The subsystem request 126 can also include customer data 120, such as contact information, price, space, power, and/or time constraints, information related to the customer's existing grasping system or lack thereof, and/or data representative of an operation of the subsystem, such as data representative of at least one physical feature for each of a plurality of different objects and/or data representative of at least one grasping parameter for each of a plurality of different object. For example, the customer data 120 can include data related to automated object identification and/or automated object manipulation, such as training data that can be used for training a model for the requested subsystem. For example, receiving module 104 may, as part of server 204 in FIG. 2, receive customer data 120 and a subsystem request 126 from the third-party entity computing device 202. In some embodiments, the server 204 can store the received customer data 120 and subsystem request 126 in data storage 118. In some embodiments, the server 204 can store the received subsystem request 126 in data storage 118. Additionally, or alternatively, the customer data 120 and the subsystem request 126 can be stored in a distributed blockchain 140 structure.

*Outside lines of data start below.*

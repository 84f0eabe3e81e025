//! # mdm-cli
//!
//! Command-line front end for the master-data attribute engine.
//!
//! Catalogs are JSON or YAML files holding definitions, groups, the
//! item-type, category, family, and item hierarchy, and associations.

mod commands;
mod config;

use clap::{Parser, Subcommand};
use commands::{Target, TreeKind};
use config::CliConfig;
use std::path::PathBuf;
use std::process::ExitCode;
use tracing_subscriber::EnvFilter;

#[derive(Parser)]
#[command(name = "mdm")]
#[command(about = "Master-data attribute engine CLI")]
#[command(version)]
struct Cli {
    /// Path to configuration file (YAML or JSON)
    #[arg(short, long)]
    config: Option<PathBuf>,

    /// Subcommand to execute
    #[command(subcommand)]
    command: Commands,
}

#[derive(clap::Args)]
struct TargetArgs {
    /// Item type id
    #[arg(long)]
    item_type: String,

    /// Category id (defaults to the item type's category)
    #[arg(long)]
    category: Option<String>,

    /// Family id
    #[arg(long)]
    family: Option<String>,
}

impl From<TargetArgs> for Target {
    fn from(args: TargetArgs) -> Self {
        Self {
            item_type: args.item_type,
            category: args.category,
            family: args.family,
        }
    }
}

#[derive(Subcommand)]
enum Commands {
    /// Validate every definition, group, hierarchy node, and attribute value
    Check {
        /// Catalog file path
        catalog: PathBuf,
    },

    /// Print the effective attribute schema for an item classification
    Resolve {
        /// Catalog file path
        catalog: PathBuf,

        #[command(flatten)]
        target: TargetArgs,
    },

    /// Validate attribute values and print the normalized map
    Normalize {
        /// Catalog file path
        catalog: PathBuf,

        #[command(flatten)]
        target: TargetArgs,

        /// Provided values as a JSON object
        #[arg(long)]
        values: String,

        /// Stored values as a JSON object
        #[arg(long)]
        existing: Option<String>,

        /// Apply update semantics instead of create
        #[arg(long)]
        update: bool,
    },

    /// Print the category or family tree
    Tree {
        /// Catalog file path
        catalog: PathBuf,

        /// Which hierarchy to print
        #[arg(short, long, value_enum, default_value = "category")]
        kind: TreeKind,
    },
}

#[tokio::main]
async fn main() -> anyhow::Result<ExitCode> {
    let cli = Cli::parse();

    let config = match &cli.config {
        Some(path) => CliConfig::load(path)?,
        None => CliConfig::default(),
    };

    let filter = EnvFilter::try_from_default_env()
        .unwrap_or_else(|_| EnvFilter::new(config.log_filter()));
    tracing_subscriber::fmt()
        .with_env_filter(filter)
        .with_writer(std::io::stderr)
        .init();

    match cli.command {
        Commands::Check { catalog } => {
            tracing::info!("Checking {}", catalog.display());
            commands::check(&catalog, &config.engine).await
        }
        Commands::Resolve { catalog, target } => {
            commands::resolve(&catalog, &config.engine, &target.into()).await?;
            Ok(ExitCode::SUCCESS)
        }
        Commands::Normalize {
            catalog,
            target,
            values,
            existing,
            update,
        } => {
            commands::normalize_values(
                &catalog,
                &config.engine,
                &target.into(),
                &values,
                existing.as_deref(),
                update,
            )
            .await?;
            Ok(ExitCode::SUCCESS)
        }
        Commands::Tree { catalog, kind } => {
            commands::tree(&catalog, &config.engine, kind).await?;
            Ok(ExitCode::SUCCESS)
        }
    }
}
/// Item type `product` with a required `name` and a bounded `weight`;
/// category `tools` allows it; category `food` belongs to `grocery`
async fn service() -> CatalogService<MemoryStore> {
    let service = CatalogService::new(MemoryStore::new(), EngineConfig::default());

    service
        .save_definition(
            AttributeDefinition::parse("d-name", "name", AttributeKind::Text, &Value::Null)
                .unwrap()
                .with_required(true),
        )
        .await
        .unwrap();
    service
        .save_definition(
            AttributeDefinition::parse(
                "d-weight",
                "weight",
                AttributeKind::Number,
                &json!({"min": 0, "max": 100}).into(),
            )
            .unwrap(),
        )
        .await
        .unwrap();
    service
        .save_group(AttributeGroup::new("g-basic", "basic", "Basic").with_attributes(["d-name", "d-weight"]))
        .await
        .unwrap();

    service
        .create_item_type(ItemType::new("product", "product", "Product").with_groups(["g-basic"]))
        .await
        .unwrap();
    service
        .create_item_type(ItemType::new("grocery", "grocery", "Grocery"))
        .await
        .unwrap();
    service
        .create_category(Category::new("tools", "tools", "Tools").with_item_type("product"))
        .await
        .unwrap();
    service
        .create_category(Category::new("food", "food", "Food").with_item_type("grocery"))
        .await
        .unwrap();
    service
}

#[tokio::test]
async fn test_create_category_computes_ancestors() {
    let service = service().await;
    service
        .create_category(Category::new("A", "a", "A").with_item_type("product"))
        .await
        .unwrap();
    service
        .create_category(Category::new("B", "b", "B").with_parent("A"))
        .await
        .unwrap();
    let c = service
        .create_category(Category::new("C", "c", "C").with_parent("B"))
        .await
        .unwrap();

    assert_eq!(ids(&c.ancestors), vec!["A", "B"]);
}

#[tokio::test]
async fn test_create_category_with_missing_parent() {
    let service = service().await;
    let err = service
        .create_category(Category::new("B", "b", "B").with_parent("ghost"))
        .await
        .unwrap_err();

    assert!(matches!(err, Error::ParentNotFound { .. }));
    assert_eq!(err.kind(), ErrorKind::NotFound);
}

#[tokio::test]
async fn test_create_category_rejects_attributes() {
    let service = service().await;
    let mut category = Category::new("X", "x", "X");
    category.attributes = attrs(json!({"name": "nope"}));

    let err = service.create_category(category).await.unwrap_err();
    assert!(matches!(err, Error::AttributesOnCreate { .. }));
    assert_eq!(err.kind(), ErrorKind::BadRequest);
}

#[tokio::test]
async fn test_create_duplicate_id() {
    let service = service().await;
    let err = service
        .create_category(Category::new("tools", "tools2", "Tools"))
        .await
        .unwrap_err();
    assert!(matches!(err, Error::AlreadyExists { .. }));
    assert_eq!(err.kind(), ErrorKind::Conflict);
}

#[tokio::test]
async fn test_moving_subtree_recomputes_descendants() {
    let service = service().await;
    for category in [
        Category::new("A", "a", "A"),
        Category::new("B", "b", "B").with_parent("A"),
        Category::new("C", "c", "C").with_parent("B"),
        Category::new("D", "d", "D").with_parent("C"),
        Category::new("X", "x", "X"),
    ] {
        service.create_category(category).await.unwrap();
    }

    let update = CategoryUpdate {
        parent: Some(Some("X".into())),
        ..CategoryUpdate::default()
    };
    let b = service.update_category(&"B".into(), update).await.unwrap();
    assert_eq!(ids(&b.ancestors), vec!["X"]);

    let repo = service.repository();
    let c = repo.find_category(&"C".into()).await.unwrap().unwrap();
    let d = repo.find_category(&"D".into()).await.unwrap().unwrap();
    assert_eq!(ids(&c.ancestors), vec!["X", "B"]);
    assert_eq!(ids(&d.ancestors), vec!["X", "B", "C"]);

    // Detaching makes B a root again
    let update = CategoryUpdate {
        parent: Some(None),
        ..CategoryUpdate::default()
    };
    service.update_category(&"B".into(), update).await.unwrap();
    let d = repo.find_category(&"D".into()).await.unwrap().unwrap();
    assert_eq!(ids(&d.ancestors), vec!["B", "C"]);
}

#[tokio::test]
async fn test_moving_under_own_subtree_is_rejected() {
    let service = service().await;
    for category in [
        Category::new("A", "a", "A"),
        Category::new("B", "b", "B").with_parent("A"),
        Category::new("C", "c", "C").with_parent("B"),
    ] {
        service.create_category(category).await.unwrap();
    }

    for parent in ["C", "A"] {
        let update = CategoryUpdate {
            parent: Some(Some(parent.into())),
            ..CategoryUpdate::default()
        };
        let err = service.update_category(&"A".into(), update).await.unwrap_err();
        assert!(matches!(err, Error::CycleDetected { .. }), "parent {parent}: {err}");
    }
}

#[tokio::test]
async fn test_family_tree_and_move() {
    let service = service().await;
    service
        .create_family(Family::new("F1", "f1", "F1").with_category("tools"))
        .await
        .unwrap();
    service
        .create_family(Family::new("F2", "f2", "F2").with_parent("F1"))
        .await
        .unwrap();
    service
        .create_family(Family::new("F3", "f3", "F3").with_parent("F2"))
        .await
        .unwrap();

    let tree = service.family_tree().await.unwrap();
    assert_eq!(tree.len(), 1);
    assert_eq!(ids(&tree[0].preorder_ids()), vec!["F1", "F2", "F3"]);

    let update = FamilyUpdate {
        parent: Some(None),
        ..FamilyUpdate::default()
    };
    service.update_family(&"F2".into(), update).await.unwrap();
    let f3 = service.repository().find_family(&"F3".into()).await.unwrap().unwrap();
    assert_eq!(ids(&f3.ancestors), vec!["F2"]);
    assert_eq!(service.family_tree().await.unwrap().len(), 2);
}

#[tokio::test]
async fn test_create_item_normalizes_values() {
    let service = service().await;
    let item = service
        .create_item(NewItem {
            id: "i1".into(),
            code: "sku-1".into(),
            name: "Hammer".into(),
            item_type: "product".into(),
            category: Some("tools".into()),
            family: None,
            attributes: attrs(json!({"name": "Hammer", "weight": 1.5})),
            metadata: AttributeMap::new(),
        })
        .await
        .unwrap();

    assert_eq!(item.attributes.get("weight"), Some(&Value::from(1.5)));
    assert_eq!(item.category.as_str(), "tools");
}

#[tokio::test]
async fn test_create_item_value_errors() {
    let service = service().await;
    let new = |attributes: serde_json::Value| NewItem {
        id: "i1".into(),
        code: "sku-1".into(),
        name: "Hammer".into(),
        item_type: "product".into(),
        category: Some("tools".into()),
        family: None,
        attributes: attrs(attributes),
        metadata: AttributeMap::new(),
    };

    let err = service.create_item(new(json!({"weight": 5}))).await.unwrap_err();
    assert_eq!(err.kind(), ErrorKind::MissingRequired);

    let err = service
        .create_item(new(json!({"name": "Hammer", "weight": 500})))
        .await
        .unwrap_err();
    assert_eq!(err.kind(), ErrorKind::ValueValidation);

    let err = service
        .create_item(new(json!({"name": "Hammer", "color": "red"})))
        .await
        .unwrap_err();
    assert_eq!(err.kind(), ErrorKind::UnknownAttribute);

    assert!(service.repository().list_items().await.unwrap().is_empty());
}

#[tokio::test]
async fn test_containment_checked_before_values() {
    let service = service().await;
    let err = service
        .create_item(NewItem {
            id: "i1".into(),
            code: "sku-1".into(),
            name: "Apple".into(),
            item_type: "product".into(),
            category: Some("food".into()),
            family: None,
            attributes: attrs(json!({"bogus": true})),
            metadata: AttributeMap::new(),
        })
        .await
        .unwrap_err();

    assert_eq!(err.kind(), ErrorKind::Containment);
}

#[tokio::test]
async fn test_update_item_rechecks_containment() {
    let service = service().await;
    service
        .create_item(NewItem {
            id: "i1".into(),
            code: "sku-1".into(),
            name: "Hammer".into(),
            item_type: "product".into(),
            category: Some("tools".into()),
            family: None,
            attributes: attrs(json!({"name": "Hammer"})),
            metadata: AttributeMap::new(),
        })
        .await
        .unwrap();

    let err = service
        .update_item(
            &"i1".into(),
            ItemUpdate {
                category: Some("food".into()),
                ..ItemUpdate::default()
            },
        )
        .await
        .unwrap_err();
    assert_eq!(err.kind(), ErrorKind::Containment);

    let item = service
        .update_item(
            &"i1".into(),
            ItemUpdate {
                attributes: Some(attrs(json!({"weight": 7}))),
                ..ItemUpdate::default()
            },
        )
        .await
        .unwrap();
    assert_eq!(item.attributes.get("name"), Some(&Value::from("Hammer")));
    assert_eq!(item.attributes.get("weight"), Some(&Value::from(7)));
}

#[tokio::test]
async fn test_category_attributes_on_update() {
    let service = service().await;
    let update = CategoryUpdate {
        attribute_groups: Some(vec!["g-basic".into()]),
        attributes: Some(attrs(json!({"weight": 3}))),
        ..CategoryUpdate::default()
    };

    let category = service.update_category(&"tools".into(), update).await.unwrap();
    assert_eq!(category.attributes.get("weight"), Some(&Value::from(3)));
}
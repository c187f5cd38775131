//! Per-run counters

use std::collections::BTreeMap;

use serde::Serialize;

use super::batch::OperationKind;
use super::reject::Rejections;

/// Counters for one operation kind
#[derive(Debug, Clone, Copy, Default, PartialEq, Eq, Serialize)]
pub struct KindCounts {
    /// Rows removed, added or updated
    pub applied: usize,
    pub rejected: usize,
    /// Blank-key removal rows and removals of ids that were not present
    pub skipped: usize,
}

/// Outcome counts of a reconciliation run
#[derive(Debug, Clone, Default, PartialEq, Serialize)]
pub struct RunSummary {
    pub kinds: BTreeMap<OperationKind, KindCounts>,
    /// Certifications deleted because their employee or skill was removed
    pub certifications_cascaded: usize,
    /// Certifications overwritten by a newer record for the same pair
    pub certifications_replaced: usize,
}

impl RunSummary {
    pub fn new() -> Self {
        Self::default()
    }

    pub fn counts(&self, kind: OperationKind) -> KindCounts {
        self.kinds.get(&kind).copied().unwrap_or_default()
    }

    pub fn record_applied(&mut self, kind: OperationKind, n: usize) {
        self.kinds.entry(kind).or_default().applied += n;
    }

    pub fn record_skipped(&mut self, kind: OperationKind, n: usize) {
        if n > 0 {
            self.kinds.entry(kind).or_default().skipped += n;
        }
    }

    /// Fold another stage's counters into this one
    pub fn merge(&mut self, other: RunSummary) {
        for (kind, counts) in other.kinds {
            let entry = self.kinds.entry(kind).or_default();
            entry.applied += counts.applied;
            entry.rejected += counts.rejected;
            entry.skipped += counts.skipped;
        }
        self.certifications_cascaded += other.certifications_cascaded;
        self.certifications_replaced += other.certifications_replaced;
    }

    /// Set rejected counts from the final rejection list
    pub fn tally_rejections(&mut self, rejections: &Rejections) {
        for counts in self.kinds.values_mut() {
            counts.rejected = 0;
        }
        for record in rejections.iter() {
            self.kinds.entry(record.operation).or_default().rejected += 1;
        }
    }

    pub fn total_applied(&self) -> usize {
        self.kinds.values().map(|c| c.applied).sum()
    }

    pub fn total_rejected(&self) -> usize {
        self.kinds.values().map(|c| c.rejected).sum()
    }
}

/// Past-tense verb for an operation kind, for summaries
pub fn applied_verb(kind: OperationKind) -> &'static str {
    match kind {
        OperationKind::RemoveTeam | OperationKind::RemoveEmployee | OperationKind::RemoveSkill => {
            "removed"
        }
        OperationKind::UpdateTeam => "updated",
        OperationKind::AddTrainingMap => "added/updated",
        OperationKind::AddTeam | OperationKind::AddEmployee | OperationKind::AddSkill => "added",
    }
}
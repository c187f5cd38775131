//! Scalar cell values carried by row-records

use chrono::{NaiveDate, NaiveDateTime};
use serde::{Deserialize, Serialize};

/// Date formats accepted when a date column arrives as text
const DATE_FORMATS: &[&str] = &["%Y-%m-%d", "%m/%d/%Y", "%d.%m.%Y"];

/// Date-time formats accepted when a date column arrives as text
const DATETIME_FORMATS: &[&str] = &["%Y-%m-%dT%H:%M:%S%.f", "%Y-%m-%d %H:%M:%S%.f"];

/// A single cell in a row-record
#[derive(Debug, Clone, Default, PartialEq, Serialize, Deserialize)]
#[serde(tag = "type", content = "value")]
pub enum Value {
    /// Null/empty cell
    #[default]
    Null,
    /// Text
    String(String),
    /// Whole number
    Int(i64),
    /// Non-integral number
    Float(f64),
    /// Boolean
    Bool(bool),
    /// Calendar date without time
    Date(NaiveDate),
    /// Date with time of day
    DateTime(NaiveDateTime),
}

impl Value {
    /// Build a text value, mapping blank strings to null
    pub fn text(s: impl Into<String>) -> Self {
        let s = s.into();
        if s.trim().is_empty() {
            Value::Null
        } else {
            Value::String(s)
        }
    }

    /// Check if this value is null
    pub fn is_null(&self) -> bool {
        matches!(self, Value::Null)
    }

    /// Try to get as string
    pub fn as_str(&self) -> Option<&str> {
        match self {
            Value::String(s) => Some(s),
            _ => None,
        }
    }

    /// Try to get as integer (whole floats and numeric text count)
    pub fn as_int(&self) -> Option<i64> {
        match self {
            Value::Int(i) => Some(*i),
            Value::Float(f) if f.fract() == 0.0 => Some(*f as i64),
            Value::String(s) => s.trim().parse().ok(),
            _ => None,
        }
    }

    /// Try to get as a calendar date
    ///
    /// Date-times are truncated to their date part.
    pub fn as_date(&self) -> Option<NaiveDate> {
        match self {
            Value::Date(d) => Some(*d),
            Value::DateTime(dt) => Some(dt.date()),
            Value::String(s) => parse_date_text(s.trim()),
            _ => None,
        }
    }

    /// Render as free text (names, managers, statuses)
    pub fn as_text(&self) -> Option<String> {
        match self {
            Value::String(s) => Some(s.clone()),
            Value::Int(i) => Some(i.to_string()),
            Value::Float(f) => Some(f.to_string()),
            Value::Bool(b) => Some(b.to_string()),
            _ => None,
        }
    }

    /// Normalize to a natural key
    ///
    /// Text is trimmed; whole numbers become their decimal form so that a
    /// numeric `Team_ID` typed into a spreadsheet matches its text twin.
    pub fn as_key(&self) -> Option<String> {
        match self {
            Value::String(s) => {
                let trimmed = s.trim();
                (!trimmed.is_empty()).then(|| trimmed.to_string())
            }
            Value::Int(i) => Some(i.to_string()),
            Value::Float(f) if f.fract() == 0.0 => Some((*f as i64).to_string()),
            _ => None,
        }
    }
}

fn parse_date_text(s: &str) -> Option<NaiveDate> {
    DATE_FORMATS
        .iter()
        .find_map(|fmt| NaiveDate::parse_from_str(s, fmt).ok())
        .or_else(|| {
            DATETIME_FORMATS
                .iter()
                .find_map(|fmt| NaiveDateTime::parse_from_str(s, fmt).ok())
                .map(|dt| dt.date())
        })
}

impl std::fmt::Display for Value {
    fn fmt(&self, f: &mut std::fmt::Formatter<'_>) -> std::fmt::Result {
        match self {
            Value::Null => write!(f, "(null)"),
            Value::String(s) => write!(f, "{}", s),
            Value::Int(i) => write!(f, "{}", i),
            Value::Float(fl) => write!(f, "{}", fl),
            Value::Bool(b) => write!(f, "{}", b),
            Value::Date(d) => write!(f, "{}", d.format("%Y-%m-%d")),
            Value::DateTime(dt) => write!(f, "{}", dt.format("%Y-%m-%d %H:%M:%S")),
        }
    }
}

impl From<&str> for Value {
    fn from(s: &str) -> Self {
        Value::text(s)
    }
}

impl From<String> for Value {
    fn from(s: String) -> Self {
        Value::text(s)
    }
}

impl From<i64> for Value {
    fn from(i: i64) -> Self {
        Value::Int(i)
    }
}

impl From<NaiveDate> for Value {
    fn from(d: NaiveDate) -> Self {
        Value::Date(d)
    }
}

impl<T: Into<Value>> From<Option<T>> for Value {
    fn from(opt: Option<T>) -> Self {
        opt.map(Into::into).unwrap_or(Value::Null)
    }
}
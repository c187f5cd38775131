//! Command-line interface

pub mod commands;

use anyhow::Result;
use clap::{Parser, Subcommand};
use std::path::PathBuf;

use crate::config::Config;
use commands::{CheckArgs, InitArgs, RunArgs};

#[derive(Parser)]
#[command(
    name = "roster-sync",
    version,
    about = "Apply queued roster changes to the master skills workbook"
)]
pub struct Cli {
    /// Config file (default: <config dir>/roster-sync/config.toml)
    #[arg(long, global = true, value_name = "PATH")]
    pub config: Option<PathBuf>,

    /// Directory holding the master and queue workbooks
    #[arg(long, global = true, value_name = "DIR")]
    pub data_dir: Option<PathBuf>,

    /// Directory receiving archived queues and rejection reports
    #[arg(long, global = true, value_name = "DIR")]
    pub archive_dir: Option<PathBuf>,

    /// Disable colored output
    #[arg(long, global = true)]
    pub no_color: bool,

    #[command(subcommand)]
    pub command: Commands,
}

#[derive(Subcommand)]
pub enum Commands {
    /// Apply the update queue to the master workbook
    Run(RunArgs),
    /// Check the master workbook for referential-integrity problems
    Check(CheckArgs),
    /// Create the data directories and a template master workbook
    Init(InitArgs),
}

impl Cli {
    /// Config file, then environment, then flags
    pub fn resolve_config(&self) -> Result<Config> {
        let mut config = Config::load(self.config.as_deref())?;
        config.apply_overrides(self.data_dir.clone(), self.archive_dir.clone());
        Ok(config)
    }
}

/// Dispatch a parsed command line
pub fn execute(cli: Cli) -> Result<()> {
    if cli.no_color {
        colored::control::set_override(false);
    }

    let config = cli.resolve_config()?;
    log::debug!("Using config: {:?}", config);

    match cli.command {
        Commands::Run(args) => commands::run::handle_run_command(&config, args),
        Commands::Check(args) => commands::check::handle_check_command(&config, args),
        Commands::Init(args) => commands::init::handle_init_command(&config, args),
    }
}
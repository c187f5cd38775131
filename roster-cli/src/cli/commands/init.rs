//! `init`: lay out a fresh workspace

use anyhow::{Context, Result, bail};
use chrono::Local;
use colored::*;
use std::fs;
use std::path::Path;

use super::InitArgs;
use crate::config::Config;
use crate::reconcile::excel::{write_master_workbook, write_queue_workbook};
use crate::reconcile::seed::{sample_batch, sample_store};

pub fn handle_init_command(config: &Config, args: InitArgs) -> Result<()> {
    for dir in [&config.data_dir, &config.archive_dir] {
        fs::create_dir_all(dir)
            .with_context(|| format!("Failed to create directory: {}", dir.display()))?;
    }

    let master_path = config.master_path();
    refuse_overwrite(&master_path, args.force)?;
    write_master_workbook(&sample_store()?, &master_path)?;
    log::info!("Template master workbook written to {}", master_path.display());
    println!(
        "{} {}",
        "Created".green().bold(),
        master_path.display().to_string().cyan()
    );

    if args.sample_queue {
        let queue_path = config.queue_path();
        refuse_overwrite(&queue_path, args.force)?;
        write_queue_workbook(&sample_batch(Local::now().date_naive()), &queue_path)?;
        println!(
            "{} {}",
            "Created".green().bold(),
            queue_path.display().to_string().cyan()
        );
    }

    Ok(())
}

fn refuse_overwrite(path: &Path, force: bool) -> Result<()> {
    if path.exists() && !force {
        bail!(
            "{} already exists; pass --force to overwrite it",
            path.display()
        );
    }
    Ok(())
}
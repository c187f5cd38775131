//! The ordered reconciliation pipeline
//!
//! parse → remove → add/update. Each stage takes the store by value and hands
//! back the next state with its own rejections and counters.

use super::batch::{ChangeBatch, RawBatch};
use super::reject::Rejections;
use super::remove::apply_removals;
use super::store::Store;
use super::summary::RunSummary;
use super::upsert::apply_upserts;

/// Result of one pipeline stage (or of the whole pipeline)
#[derive(Debug, Clone)]
pub struct StageOutput {
    pub store: Store,
    pub rejections: Rejections,
    pub summary: RunSummary,
}

/// Run a raw batch through every stage against `store`
pub fn reconcile(store: Store, raw: &RawBatch) -> StageOutput {
    let (batch, parse_rejections) = ChangeBatch::parse(raw);
    log::info!(
        "Parsed {} change request(s) from {} row(s), {} rejected at parse time",
        batch.len(),
        raw.total_rows(),
        parse_rejections.len()
    );
    apply_batch(store, &batch, parse_rejections)
}

/// Run an already-parsed batch; `rejections` carries any parse-time rejects
pub fn apply_batch(store: Store, batch: &ChangeBatch, mut rejections: Rejections) -> StageOutput {
    let mut summary = RunSummary::new();
    for (kind, skipped) in &batch.skipped {
        summary.record_skipped(*kind, *skipped);
    }

    log::info!("Processing removals");
    let removed = apply_removals(store, &batch.removals);
    rejections.extend(removed.rejections);
    summary.merge(removed.summary);

    log::info!("Processing additions and updates");
    let upserted = apply_upserts(removed.store, &batch.upserts);
    rejections.extend(upserted.rejections);
    summary.merge(upserted.summary);

    summary.tally_rejections(&rejections);

    StageOutput {
        store: upserted.store,
        rejections,
        summary,
    }
}
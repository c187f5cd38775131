//! `check`: audit the master workbook

use anyhow::{Result, bail};
use colored::*;

use super::CheckArgs;
use crate::config::Config;
use crate::reconcile::excel::read_master_workbook;
use crate::reconcile::integrity;
use crate::reconcile::types::TableKind;

pub fn handle_check_command(config: &Config, args: CheckArgs) -> Result<()> {
    let master_path = config.master_path();
    let store = read_master_workbook(&master_path)?;
    let issues = integrity::check(&store);

    if args.json {
        println!("{}", serde_json::to_string_pretty(&issues)?);
    } else {
        println!(
            "Checked {}",
            master_path.display().to_string().cyan()
        );
        for table in TableKind::ALL {
            println!("  {:<20} {:>5} row(s)", table.sheet_name(), store.len(table));
        }
        for issue in &issues {
            println!("  {} {}", "✗".red(), issue);
        }
    }

    if !issues.is_empty() {
        bail!("{} integrity issue(s) found", issues.len());
    }

    if !args.json {
        println!("{}", "No integrity issues found".green());
    }
    Ok(())
}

In some embodiments, step 302 can include collecting working environment information 132 related to the subsystem request 126 from the third-party entity computing device 202. For example, receiving module 104 may, as part of server 204 in FIG. 2, receive working environment information 132 from the computing device 202. In some embodiments, grasping apparatus user 402 and the server 204 host 406 can be more or less involved in the exchange of the environment information 132. In some embodiments, the requested environment information 132 can be provided as part of a system configuration file or the like that is stored on the computing device 202 and can be automatically forwarded by computing device 202 in response to a remote request by the server 204. The working environment information 132 can be received with the subsystem request 126 or can be received in response to a follow-up request from the server 204 for additional information about working conditions of the subsystem to allow for analysis of the working environment information 132 to determine subsystem requirements. Such environment information 132 can be particularly desirable where unusual or unique conditions exist, or where environmental conditions have the potential to interfere with the operation of a standard autonomous robotic grasping apparatus. Some non-limiting examples can include extreme temperatures, low-light conditions, excessive vibrations, unusually high electromagnetic interference, underwater operations, low gravity operations, or other conditions that could interfere with standard machine-learning algorithms or otherwise may be outside the prerequisites for standard machine-learning algorithms.
Specific, non-limiting examples of subsystems can include one or more of an object detection and image segmentation subsystem 410, an edge detector subsystem 412, a grasp area detector subsystem 414, and a grasp quality measurement subsystem 418, which all feed data to a grasp subsystem 416. These subsystems can operate according to respective models that can map sensor data to something about the object, such as an identity of the object, or to something happening with the object, such as slip identification during a grasping operation.
For example, as shown in FIG. 8, one or digital still cameras 408, independently or in concert with other can collect image data sensor data by sensing information about any of a variety of objects 802 to prepare for a grasping operation by a grasping tool 404, such as a robotic-arm type of grasping tool. Sensors 408 can include a camera or other types of imaging sensors, such as object detectors or edge detectors. The sensors 408 can be configured to input data of a 3D image of an object and can include a table supporting the object. The sensor data can be annotated to where the object is with respect to the table, and an outline of the object that can include information such as dimensions of the object and/or location of the object, such as location coordinates in a defined 3-dimensional space. The annotated data can be part of a catalog of such data that can be used for object identification.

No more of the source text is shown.